▶ **What to work on**
This task calls for copying every line in the data below that contains the word "Result".

#### Records for this task ####

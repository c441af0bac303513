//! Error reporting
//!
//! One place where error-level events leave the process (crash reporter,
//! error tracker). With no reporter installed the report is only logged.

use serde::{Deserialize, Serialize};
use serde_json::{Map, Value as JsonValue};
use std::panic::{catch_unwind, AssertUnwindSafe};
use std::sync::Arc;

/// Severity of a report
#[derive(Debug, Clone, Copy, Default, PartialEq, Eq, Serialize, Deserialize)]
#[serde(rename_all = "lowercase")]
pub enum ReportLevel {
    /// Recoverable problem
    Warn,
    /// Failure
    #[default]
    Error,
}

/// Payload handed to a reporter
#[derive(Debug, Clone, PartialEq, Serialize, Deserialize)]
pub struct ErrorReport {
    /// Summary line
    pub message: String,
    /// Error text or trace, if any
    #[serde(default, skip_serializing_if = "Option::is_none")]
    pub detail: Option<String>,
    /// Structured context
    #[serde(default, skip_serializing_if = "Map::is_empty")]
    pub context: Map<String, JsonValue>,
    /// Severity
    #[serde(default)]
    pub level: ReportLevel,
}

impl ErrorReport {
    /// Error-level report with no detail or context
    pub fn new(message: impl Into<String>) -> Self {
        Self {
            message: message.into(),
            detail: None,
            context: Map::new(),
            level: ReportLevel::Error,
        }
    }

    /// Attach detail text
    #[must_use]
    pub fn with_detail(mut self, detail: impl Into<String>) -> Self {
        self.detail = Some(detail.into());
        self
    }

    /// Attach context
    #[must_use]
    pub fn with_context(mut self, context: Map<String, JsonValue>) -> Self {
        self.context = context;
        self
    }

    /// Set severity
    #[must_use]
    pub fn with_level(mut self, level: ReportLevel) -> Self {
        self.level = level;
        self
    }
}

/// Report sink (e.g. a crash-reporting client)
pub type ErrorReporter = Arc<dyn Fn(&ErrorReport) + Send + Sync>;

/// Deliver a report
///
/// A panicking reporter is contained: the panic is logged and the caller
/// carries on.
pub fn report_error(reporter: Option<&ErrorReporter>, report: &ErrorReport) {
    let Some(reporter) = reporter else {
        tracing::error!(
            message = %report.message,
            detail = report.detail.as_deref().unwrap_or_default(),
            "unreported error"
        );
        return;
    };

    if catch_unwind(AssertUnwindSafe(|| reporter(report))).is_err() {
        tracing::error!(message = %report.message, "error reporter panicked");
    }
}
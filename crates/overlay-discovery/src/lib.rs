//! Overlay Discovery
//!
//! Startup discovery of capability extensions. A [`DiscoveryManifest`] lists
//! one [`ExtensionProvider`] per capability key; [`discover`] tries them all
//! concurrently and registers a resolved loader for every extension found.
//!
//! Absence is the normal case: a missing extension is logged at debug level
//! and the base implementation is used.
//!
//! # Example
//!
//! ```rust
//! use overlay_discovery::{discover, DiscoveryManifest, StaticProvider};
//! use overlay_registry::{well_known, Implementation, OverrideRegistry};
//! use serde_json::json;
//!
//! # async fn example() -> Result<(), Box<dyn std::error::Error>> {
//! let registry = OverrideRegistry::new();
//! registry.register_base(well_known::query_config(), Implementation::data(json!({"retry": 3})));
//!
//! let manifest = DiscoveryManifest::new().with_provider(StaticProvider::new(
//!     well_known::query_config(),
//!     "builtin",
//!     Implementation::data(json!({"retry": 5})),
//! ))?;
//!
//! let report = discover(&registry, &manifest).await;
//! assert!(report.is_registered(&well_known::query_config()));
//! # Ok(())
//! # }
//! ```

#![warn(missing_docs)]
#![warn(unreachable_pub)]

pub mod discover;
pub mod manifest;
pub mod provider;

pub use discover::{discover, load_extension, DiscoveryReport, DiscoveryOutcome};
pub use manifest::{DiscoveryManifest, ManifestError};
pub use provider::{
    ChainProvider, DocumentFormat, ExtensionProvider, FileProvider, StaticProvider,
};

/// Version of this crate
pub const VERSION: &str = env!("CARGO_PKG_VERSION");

####
#### Records for this task ####

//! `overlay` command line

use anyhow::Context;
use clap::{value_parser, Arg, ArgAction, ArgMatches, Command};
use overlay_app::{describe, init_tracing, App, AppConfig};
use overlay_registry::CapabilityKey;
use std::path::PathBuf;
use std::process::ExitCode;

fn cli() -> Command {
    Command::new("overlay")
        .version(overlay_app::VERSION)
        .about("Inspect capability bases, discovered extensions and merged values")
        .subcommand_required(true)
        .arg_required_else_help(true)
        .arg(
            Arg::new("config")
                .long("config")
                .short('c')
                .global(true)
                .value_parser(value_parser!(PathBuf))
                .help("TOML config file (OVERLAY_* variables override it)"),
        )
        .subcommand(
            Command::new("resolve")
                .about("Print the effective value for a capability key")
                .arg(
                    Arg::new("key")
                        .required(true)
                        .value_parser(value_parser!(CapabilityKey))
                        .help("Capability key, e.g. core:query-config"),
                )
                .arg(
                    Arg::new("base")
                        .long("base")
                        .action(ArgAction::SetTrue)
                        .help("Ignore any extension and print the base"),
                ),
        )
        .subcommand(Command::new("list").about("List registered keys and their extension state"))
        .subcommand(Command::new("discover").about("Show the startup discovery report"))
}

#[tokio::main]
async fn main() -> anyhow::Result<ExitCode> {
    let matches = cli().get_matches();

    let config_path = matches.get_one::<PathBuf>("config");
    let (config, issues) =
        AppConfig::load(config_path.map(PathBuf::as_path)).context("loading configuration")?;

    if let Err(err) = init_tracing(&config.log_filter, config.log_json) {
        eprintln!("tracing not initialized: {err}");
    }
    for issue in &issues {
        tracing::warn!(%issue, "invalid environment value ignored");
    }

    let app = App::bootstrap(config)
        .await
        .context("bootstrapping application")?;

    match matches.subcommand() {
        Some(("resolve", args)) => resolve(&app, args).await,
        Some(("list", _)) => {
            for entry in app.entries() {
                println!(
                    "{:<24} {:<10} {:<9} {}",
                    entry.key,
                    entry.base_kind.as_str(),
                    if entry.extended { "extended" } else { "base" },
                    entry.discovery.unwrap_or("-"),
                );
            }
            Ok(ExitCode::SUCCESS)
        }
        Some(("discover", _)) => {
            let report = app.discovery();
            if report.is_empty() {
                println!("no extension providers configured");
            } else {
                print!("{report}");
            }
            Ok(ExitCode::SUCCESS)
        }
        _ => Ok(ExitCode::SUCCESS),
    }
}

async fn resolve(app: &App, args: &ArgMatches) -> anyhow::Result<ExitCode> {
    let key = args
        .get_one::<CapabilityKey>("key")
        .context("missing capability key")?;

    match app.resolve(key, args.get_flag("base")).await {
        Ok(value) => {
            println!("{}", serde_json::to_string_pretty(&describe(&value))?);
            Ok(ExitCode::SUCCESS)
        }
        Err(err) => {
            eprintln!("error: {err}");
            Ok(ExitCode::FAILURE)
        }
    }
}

####

▶ **Task output**
//! # async fn example() -> Result<(), Box<dyn std::error::Error>> {
async fn main() -> anyhow::Result<ExitCode> {
async fn resolve(app: &App, args: &ArgMatches) -> anyhow::Result<ExitCode> {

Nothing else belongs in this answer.